I wake up with a start, breathing heavily, the dream still fresh in my mind.

“What, the heck, was that.”

Again, I believe it could be better written, like this for example

I woke up with a fright, panting heavily, the dream still laid fresh in my mind. "What the hell was that?" I asked myself, curious as to what the nightmare had been.

I do think you can write well, and this story has a lot of potential, but little mistakes like these break the mood.

“Oh, you have GOT to be kidding me!”

“2,000 CAPS?!? What, is it made of GOLD?!?”

These themselves don't have much wrong with them other than the capital letters where they shouldn't be

I believe that top one should be this

Oh you have got to be kidding me!" I shouted, putting emphasis on 'got'

and the second one should be this

"Two thousand caps!" I exclaimed, shocked at this number. "What is it made of gold?" I shouted again, still shocked at the sheer price I had been told.

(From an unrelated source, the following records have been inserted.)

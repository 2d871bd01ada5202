//! Compatibility checks between gridded fields
//!
//! Fields routinely arrive with different resolutions, projections or
//! coordinate grids. Combining two such fields element-by-element would be
//! silently wrong, so [`check_alignment`] must run before any arithmetic that
//! pairs two fields. [`check_dims`] guards operations that require particular
//! axes to be present.

use crate::errors::{SlcError, SlcResult};
use crate::field::GriddedField;
use ndarray::Array1;

/// Fail unless `required` is a subset of the field's axes.
pub fn check_dims(field: &GriddedField, required: &[&str]) -> SlcResult<()> {
    if required.iter().all(|dim| field.has_dim(dim)) {
        return Ok(());
    }
    Err(SlcError::MissingDimension {
        field: field.name().to_string(),
        required: required.iter().map(|d| d.to_string()).collect(),
        actual: field.dims().to_vec(),
    })
}

/// Fail unless two fields agree in axes, shape and coordinate values.
///
/// Coordinate comparison is exact elementwise equality, not approximate: two
/// grids that differ by a rounding error did not come from the same geometry
/// and must not be combined. The coordinate diagnostic reports the min/max
/// range of each field along the offending axis.
pub fn check_alignment(a: &GriddedField, b: &GriddedField) -> SlcResult<()> {
    if a.dims() != b.dims() {
        return Err(SlcError::DimensionSetMismatch {
            a: a.name().to_string(),
            b: b.name().to_string(),
            a_dims: a.dims().to_vec(),
            b_dims: b.dims().to_vec(),
        });
    }

    if a.shape() != b.shape() {
        return Err(SlcError::ShapeMismatch {
            a: a.name().to_string(),
            b: b.name().to_string(),
            a_shape: a.shape().to_vec(),
            b_shape: b.shape().to_vec(),
        });
    }

    for dim in a.dims() {
        let ca = a.coord(dim).expect("axis present in own dims");
        let cb = b.coord(dim).expect("axis present after dims check");
        if ca != cb {
            let (a_min, a_max) = coord_range(ca);
            let (b_min, b_max) = coord_range(cb);
            return Err(SlcError::CoordinateMismatch {
                axis: dim.clone(),
                a: a.name().to_string(),
                a_min,
                a_max,
                b: b.name().to_string(),
                b_min,
                b_max,
            });
        }
    }

    Ok(())
}

fn coord_range(coord: &Array1<f64>) -> (f64, f64) {
    let min = coord.iter().copied().fold(f64::INFINITY, f64::min);
    let max = coord.iter().copied().fold(f64::NEG_INFINITY, f64::max);
    (min, max)
}
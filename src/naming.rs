//! Naming conventions for dataset variables and axes
//!
//! Input datasets label the same quantity under several common names, e.g.
//! `t`, `Time` or `year` instead of `time`. [`NameNormalizer`] is a closed
//! mapping from each canonical name to a finite set of accepted aliases,
//! validated at construction so that no alias can resolve to two canonical
//! names. Applying it is idempotent: a dataset already using canonical names
//! is left untouched.

use crate::dataset::Dataset;
use crate::errors::{SlcError, SlcResult};

/// A closed canonical-name to alias mapping, applied to whole datasets.
#[derive(Debug, Clone)]
pub struct NameNormalizer {
    rules: Vec<(String, Vec<String>)>,
}

impl Default for NameNormalizer {
    /// The conventions the ensemble driver relies on: `time` and `basin`.
    fn default() -> Self {
        Self::new(vec![
            ("time", vec!["t", "Time", "year", "Year"]),
            ("basin", vec!["basins", "Basin", "Basins"]),
        ])
        .expect("default alias table has no overlaps")
    }
}

impl NameNormalizer {
    /// Build a normalizer from `(canonical, aliases)` rules.
    ///
    /// Fails if an alias is claimed by two canonical names, or if an alias
    /// collides with another rule's canonical name; either would make
    /// resolution ambiguous.
    pub fn new(rules: Vec<(&str, Vec<&str>)>) -> SlcResult<Self> {
        let rules: Vec<(String, Vec<String>)> = rules
            .into_iter()
            .map(|(canonical, aliases)| {
                (
                    canonical.to_string(),
                    aliases.into_iter().map(|a| a.to_string()).collect(),
                )
            })
            .collect();

        for (i, (canonical, aliases)) in rules.iter().enumerate() {
            for alias in aliases {
                // an alias equal to any canonical name cannot be resolved
                if let Some((other, _)) = rules.iter().find(|(c, _)| c == alias) {
                    return Err(SlcError::AmbiguousAlias {
                        alias: alias.clone(),
                        first: other.clone(),
                        second: canonical.clone(),
                    });
                }
                for (other_canonical, other_aliases) in &rules[..i] {
                    if other_aliases.contains(alias) {
                        return Err(SlcError::AmbiguousAlias {
                            alias: alias.clone(),
                            first: other_canonical.clone(),
                            second: canonical.clone(),
                        });
                    }
                }
            }
        }

        Ok(Self { rules })
    }

    /// Rename known aliases to their canonical names, in place.
    ///
    /// For each canonical target, a dataset already containing the canonical
    /// name is left untouched; otherwise the first present alias (in
    /// declaration order) is renamed. Applying twice equals applying once.
    pub fn normalize(&self, dataset: &mut Dataset) {
        for (canonical, aliases) in &self.rules {
            if dataset.contains_name(canonical) {
                continue;
            }
            if let Some(alias) = aliases.iter().find(|a| dataset.contains_name(a)) {
                dataset.rename(alias, canonical);
            }
        }
    }
}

All in all, it's a great start for a story, I am not telling you how to write your story, I am just simply giving my own opinion on how this could be better than it already is, I suggest finding a proofreader, there are many groups that are dedicated to helping like that.:twilightsmile:

7203925

Thanks for the help! This is my first time writing anything like this, so im still learning as i go.

7204363 It's no problem at all, I just wanted to help a new author in the making, if you ever need help again you can ask, or head here to find an editor
https://www.fimfiction.net/group/97/looking-for-editors
best of luck to you

7204370 I am in need of an editor and I don't understand the guide to getting one. Can you help me out? I am new to creating fan fictions.

My story is called https://www.fimfiction.net/story/327937/equestria-girls-the-atlas-chronicles

Very nice starting chapter. No instantaneous quest to save the world, just a changeling trying to survive in the wastes. Though the forshadowing with the dreams was a nice touch and it gives our protagonist an objective. I hope this story is continued and does very well. Its one of, if not the only story of its kind as I have yet to see another foe fic with changelings. Many good fortunes to you on your journey into story telling. :twilightsmile:

I like your protagonist so far. His morals are decent and he realizes that helping ponies is necessary to survival for himself. Well done. I'll be waiting patiently for the next chapter.